Until December 2019, a total of 41 patients were recruited into the ongoing SILICOFCM study and were allocated to the study groups and the control group. There was no significant difference in key baseline characteristics between the three groups.
The SILICOFCM study will provide novel evidence about the effect of sacubitril/valsartan or lifestyle intervention on functional capacity, clinical phenotype, injury and stretch activation markers, physical activity, and quality of life in patients with nonobstructive HCM.
肥厚型心肌病(HCM)是最常见的遗传性心血管疾病,其疾病严重程度范围广泛。HCM 从轻症到进展性疾病不等,其特征包括心绞痛、心力衰竭、恶性心律失常、晕厥或心源性猝死。到目前为止,还没有任何医学治疗方法能够可靠地阻止或逆转 HCM 的进展或减轻其症状。虽然血管紧张素受体脑啡肽酶抑制剂沙库巴曲缬沙坦已被证明可降低射血分数降低的心力衰竭患者的死亡率和住院率,但关于其对 HCM 影响的数据尚少。

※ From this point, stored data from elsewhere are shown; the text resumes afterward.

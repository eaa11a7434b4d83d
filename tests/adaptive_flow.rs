//! End-to-end flows through the controller: classification, cadence,
//! decimation, visibility, and scenario activation, all under a paused
//! runtime so every timer is deterministic.

use std::sync::Arc;
use std::time::Duration;

use serde_json::{json, Value};
use tokio::time::{sleep, timeout};

use aegis_adaptive::capabilities::{InMemoryFeed, MonotonicClock, StaticProbe};
use aegis_adaptive::{
    AdaptiveController, ConnectionInfo, ConnectionType, ControllerConfig, ControllerEvent,
    CycleOutcome, DeviceClass, Orientation, PerformanceTier, PointerSurface, SyncMode,
    UnixTimeMs, WindowMetrics,
};

fn entities(count: usize) -> Vec<Value> {
    (0..count)
        .map(|i| json!({ "id": i, "name": format!("emitter-{i}") }))
        .collect()
}

fn tablet_probe() -> StaticProbe {
    StaticProbe {
        window: Some(WindowMetrics {
            width: 1_024,
            height: 768,
            pixel_ratio: 2.0,
        }),
        pointer: PointerSurface {
            has_touch_start: true,
            max_touch_points: 5,
        },
        battery: Some(80),
        link: Some(ConnectionInfo {
            connection_type: ConnectionType::Wifi,
            downlink_mbps: Some(20.0),
            rtt_ms: Some(40),
        }),
        online: Some(true),
        visible: Some(true),
    }
}

fn start_tablet(feed: &Arc<InMemoryFeed>) -> AdaptiveController {
    AdaptiveController::start(
        ControllerConfig::default(),
        feed.clone(),
        &tablet_probe(),
        Arc::new(MonotonicClock::new()),
    )
    .expect("controller starts")
}

#[tokio::test(start_paused = true)]
async fn tablet_on_a_good_link_polls_in_realtime() {
    let feed = Arc::new(InMemoryFeed::new());
    feed.set_emitters(entities(20));
    feed.set_threats(entities(5));
    feed.set_system_metrics(json!({ "emitters_tracked": 20 }));

    let mut controller = start_tablet(&feed);
    let mut events = controller.take_events().expect("first take");
    assert!(controller.take_events().is_none());

    let snapshot = controller.snapshot();
    assert_eq!(snapshot.device_profile.name, DeviceClass::Tablet);
    assert_eq!(snapshot.sync_mode, SyncMode::Realtime);
    assert_eq!(snapshot.viewport.orientation, Orientation::Landscape);
    assert_eq!(snapshot.performance.tier, PerformanceTier::High);
    assert_eq!(snapshot.performance.fps, None);
    assert!(controller.touch().is_touch_device());

    // The long-press tracker carries the configured hold duration.
    let mut long_press = controller.long_press_tracker();
    long_press.pointer_down(UnixTimeMs(10_000));
    assert!(!long_press.poll(UnixTimeMs(10_799)));
    assert!(long_press.poll(UnixTimeMs(10_800)));

    // No frame-rate sample yet, so the first tick lands after the tablet's
    // base interval.
    let event = events.recv().await.expect("first cycle");
    match event {
        ControllerEvent::Cycle(CycleOutcome::Applied { generation, counts }) => {
            assert_eq!(generation, 1);
            assert_eq!(counts.emitters_total, 20);
            assert_eq!(counts.emitters_shown, 20);
            assert_eq!(counts.threats_total, 5);
            assert_eq!(counts.threats_shown, 5);
        }
        other => panic!("expected applied cycle, got {other:?}"),
    }

    let picture = controller.latest_picture();
    assert_eq!(picture.generation, 1);
    assert_eq!(picture.emitters.len(), 20);
    assert_eq!(picture.system_metrics["emitters_tracked"], json!(20));

    let metrics = controller.metrics();
    assert_eq!(metrics.cycles_applied, 1);
    assert_eq!(metrics.cycles_failed, 0);

    controller.shutdown();
}

#[tokio::test(start_paused = true)]
async fn oversized_collections_are_uniformly_decimated() {
    let feed = Arc::new(InMemoryFeed::new());
    // 1200 emitters against the tablet cap of 500: stride 3 keeps 400.
    feed.set_emitters(entities(1_200));
    feed.set_threats(entities(3));

    let mut controller = start_tablet(&feed);
    let mut events = controller.take_events().expect("events");

    let event = events.recv().await.expect("cycle");
    match event {
        ControllerEvent::Cycle(CycleOutcome::Applied { counts, .. }) => {
            assert_eq!(counts.emitters_total, 1_200);
            assert_eq!(counts.emitters_shown, 400);
            assert_eq!(counts.threats_shown, 3);
        }
        other => panic!("expected applied cycle, got {other:?}"),
    }

    let picture = controller.latest_picture();
    assert_eq!(picture.emitters.len(), 400);
    // Uniform stride keeps the head and preserves order.
    assert_eq!(picture.emitters[0]["id"], json!(0));
    assert_eq!(picture.emitters[1]["id"], json!(3));
    assert_eq!(controller.metrics().entities_decimated, 800);

    controller.shutdown();
}

#[tokio::test(start_paused = true)]
async fn resize_burst_reclassifies_once_after_debounce() {
    let feed = Arc::new(InMemoryFeed::new());
    let mut controller = start_tablet(&feed);
    assert_eq!(controller.snapshot().device_profile.name, DeviceClass::Tablet);

    // A drag from tablet to desktop width, one event every few millis.
    for width in (1_024..=1_920).step_by(64) {
        controller.on_resize(WindowMetrics {
            width,
            height: 1_080,
            pixel_ratio: 1.0,
        });
        sleep(Duration::from_millis(5)).await;
    }
    // Still mid-debounce: the profile has not flipped.
    assert_eq!(controller.snapshot().device_profile.name, DeviceClass::Tablet);

    sleep(Duration::from_millis(120)).await;
    controller.pump();

    let snapshot = controller.snapshot();
    assert_eq!(snapshot.device_profile.name, DeviceClass::Desktop);
    assert_eq!(snapshot.viewport.width, 1_920);
    // Connectivity was untouched by the resize.
    assert_eq!(snapshot.sync_mode, SyncMode::Realtime);

    controller.shutdown();
}

#[tokio::test(start_paused = true)]
async fn hidden_document_skips_timer_ticks() {
    let feed = Arc::new(InMemoryFeed::new());
    feed.set_emitters(entities(4));

    let mut controller = start_tablet(&feed);
    let mut events = controller.take_events().expect("events");

    controller.on_visibility(false);
    let event = events.recv().await.expect("tick while hidden");
    assert_eq!(event, ControllerEvent::Cycle(CycleOutcome::SkippedHidden));
    assert_eq!(controller.metrics().cycles_applied, 0);

    controller.on_visibility(true);
    let event = events.recv().await.expect("tick after visible");
    assert!(matches!(
        event,
        ControllerEvent::Cycle(CycleOutcome::Applied { .. })
    ));

    controller.shutdown();
}

#[tokio::test(start_paused = true)]
async fn scenario_activation_forces_a_fresh_cycle() {
    let feed = Arc::new(InMemoryFeed::new());
    feed.set_emitters(entities(7));

    let mut controller = start_tablet(&feed);
    let mut events = controller.take_events().expect("events");

    controller.activate_scenario("scenario_1").expect("queued");

    let event = events.recv().await.expect("activation record");
    match event {
        ControllerEvent::ScenarioActivated(record) => {
            assert_eq!(record.scenario_id, "scenario_1");
            assert_eq!(record.emitters_loaded, 7);
        }
        other => panic!("expected activation record, got {other:?}"),
    }

    let event = events.recv().await.expect("out-of-band cycle");
    assert!(matches!(
        event,
        ControllerEvent::Cycle(CycleOutcome::Applied { generation: 1, .. })
    ));
    assert_eq!(controller.metrics().scenario_activations, 1);

    controller.shutdown();
}

#[tokio::test(start_paused = true)]
async fn shutdown_stops_polling() {
    let feed = Arc::new(InMemoryFeed::new());
    let mut controller = start_tablet(&feed);
    let mut events = controller.take_events().expect("events");

    controller.shutdown();
    assert!(controller.request_poll().is_err());

    // With the scheduler gone the event stream drains and closes.
    let outcome = timeout(Duration::from_secs(60), async {
        while events.recv().await.is_some() {}
    })
    .await;
    assert!(outcome.is_ok(), "event stream should close after shutdown");
}
//! Connectivity tracking: online state, link quality, and the derived sync
//! mode that drives poll cadence.

use serde::{Deserialize, Serialize};
use tracing::info;

/// Downlink below this is a poor link.
pub const POOR_DOWNLINK_MBPS: f64 = 1.0;
/// Round-trip time above this is a poor link.
pub const POOR_RTT_MS: u64 = 500;
/// Downlink below this (but at least [`POOR_DOWNLINK_MBPS`]) is moderate.
pub const MODERATE_DOWNLINK_MBPS: f64 = 5.0;
/// Round-trip time above this (but at most [`POOR_RTT_MS`]) is moderate.
pub const MODERATE_RTT_MS: u64 = 200;

/// Effective connection type as reported by the network interface.
#[derive(Debug, Clone, Copy, Default, PartialEq, Eq, Hash, Serialize, Deserialize)]
pub enum ConnectionType {
    #[serde(rename = "slow-2g")]
    Slow2g,
    #[serde(rename = "2g")]
    Cell2g,
    #[serde(rename = "3g")]
    Cell3g,
    #[default]
    #[serde(rename = "4g")]
    Cell4g,
    #[serde(rename = "5g")]
    Cell5g,
    #[serde(rename = "wifi")]
    Wifi,
    #[serde(rename = "ethernet")]
    Ethernet,
    #[serde(rename = "unknown")]
    Unknown,
}

impl ConnectionType {
    /// Links too slow to feed the full picture regardless of frame rate.
    #[must_use]
    pub const fn is_constrained(self) -> bool {
        matches!(self, Self::Slow2g | Self::Cell2g)
    }

    #[must_use]
    pub const fn as_str(self) -> &'static str {
        match self {
            Self::Slow2g => "slow-2g",
            Self::Cell2g => "2g",
            Self::Cell3g => "3g",
            Self::Cell4g => "4g",
            Self::Cell5g => "5g",
            Self::Wifi => "wifi",
            Self::Ethernet => "ethernet",
            Self::Unknown => "unknown",
        }
    }
}

/// One reading from the connection-information capability. Fields the host
/// cannot measure stay `None` and never trip a threshold.
#[derive(Debug, Clone, Copy, Default, PartialEq, Serialize, Deserialize)]
pub struct ConnectionInfo {
    pub connection_type: ConnectionType,
    pub downlink_mbps: Option<f64>,
    pub rtt_ms: Option<u64>,
}

#[derive(Debug, Clone, Copy, PartialEq, Eq, Hash, Serialize, Deserialize)]
#[serde(rename_all = "snake_case")]
pub enum ConnectionQuality {
    Good,
    Moderate,
    Poor,
}

impl ConnectionQuality {
    #[must_use]
    pub fn from_link(downlink_mbps: Option<f64>, rtt_ms: Option<u64>) -> Self {
        let downlink_below = |limit: f64| downlink_mbps.is_some_and(|mbps| mbps < limit);
        let rtt_above = |limit: u64| rtt_ms.is_some_and(|rtt| rtt > limit);

        if downlink_below(POOR_DOWNLINK_MBPS) || rtt_above(POOR_RTT_MS) {
            Self::Poor
        } else if downlink_below(MODERATE_DOWNLINK_MBPS) || rtt_above(MODERATE_RTT_MS) {
            Self::Moderate
        } else {
            Self::Good
        }
    }
}

/// Data-freshness policy derived from connectivity. Never stored; recomputed
/// from [`NetworkState`] wherever it is needed.
#[derive(Debug, Clone, Copy, PartialEq, Eq, Hash, Serialize, Deserialize)]
#[serde(rename_all = "snake_case")]
pub enum SyncMode {
    Offline,
    Batch,
    Throttled,
    Realtime,
}

impl SyncMode {
    #[must_use]
    pub const fn as_str(self) -> &'static str {
        match self {
            Self::Offline => "offline",
            Self::Batch => "batch",
            Self::Throttled => "throttled",
            Self::Realtime => "realtime",
        }
    }
}

#[derive(Debug, Clone, Copy, PartialEq, Eq, Serialize, Deserialize)]
pub struct NetworkState {
    pub is_online: bool,
    pub quality: ConnectionQuality,
}

impl NetworkState {
    #[must_use]
    pub const fn sync_mode(self) -> SyncMode {
        if !self.is_online {
            return SyncMode::Offline;
        }
        match self.quality {
            ConnectionQuality::Poor => SyncMode::Batch,
            ConnectionQuality::Moderate => SyncMode::Throttled,
            ConnectionQuality::Good => SyncMode::Realtime,
        }
    }

    #[must_use]
    pub const fn should_defer_heavy_operations(self) -> bool {
        !matches!(self.quality, ConnectionQuality::Good)
    }
}

/// Single writer of [`NetworkState`].
#[derive(Debug, Clone)]
pub struct NetworkMonitor {
    state: NetworkState,
}

impl NetworkMonitor {
    #[must_use]
    pub fn new(is_online: bool, link: Option<&ConnectionInfo>) -> Self {
        let quality = link.map_or(ConnectionQuality::Good, |info| {
            ConnectionQuality::from_link(info.downlink_mbps, info.rtt_ms)
        });
        Self {
            state: NetworkState { is_online, quality },
        }
    }

    pub fn on_online(&mut self, is_online: bool) {
        if self.state.is_online != is_online {
            info!(is_online, "connectivity changed");
            self.state.is_online = is_online;
        }
    }

    pub fn on_connection_change(&mut self, info: &ConnectionInfo) {
        let quality = ConnectionQuality::from_link(info.downlink_mbps, info.rtt_ms);
        if self.state.quality != quality {
            info!(quality = ?quality, "link quality changed");
            self.state.quality = quality;
        }
    }

    #[must_use]
    pub const fn state(&self) -> NetworkState {
        self.state
    }
}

与最佳标准治疗(对照组)相比,为期 4 个月的药物治疗(沙库巴曲缬沙坦)或生活方式干预将显著改善非梗阻性 HCM 患者的运动耐量(即峰值耗氧量)。
SILICOFCM 是一项前瞻性、多中心、开放标签、随机、对照、三臂临床试验(NCT03832660),将招募 240 名确诊为非梗阻性 HCM 的成年患者。符合条件的患者被随机分配至沙库巴曲缬沙坦组、生活方式干预组(体力活动和无机硝酸盐饮食补充)或单纯最佳标准治疗组(对照组)。主要终点是功能能力的变化(即峰值耗氧量)。次要终点包括:(a)经胸超声心动图和心脏磁共振(MRI 成像)评估的心脏结构和功能变化,(b)生物标志物的变化(即 CK、CKMB 和 NT-proBNP),(c)体力活动,和(d)生活质量。
截至 2019 年 12 月,SILICOFCM 研究共招募了 41 名患者,并将其分配至研究组和对照组。三组间的关键基线特征无显著差异。
SILICOFCM 研究将提供关于沙库巴曲缬沙坦或生活方式干预对非梗阻性 HCM 患者功能能力、临床表型、损伤和伸展激活标志物、体力活动和生活质量的影响的新证据。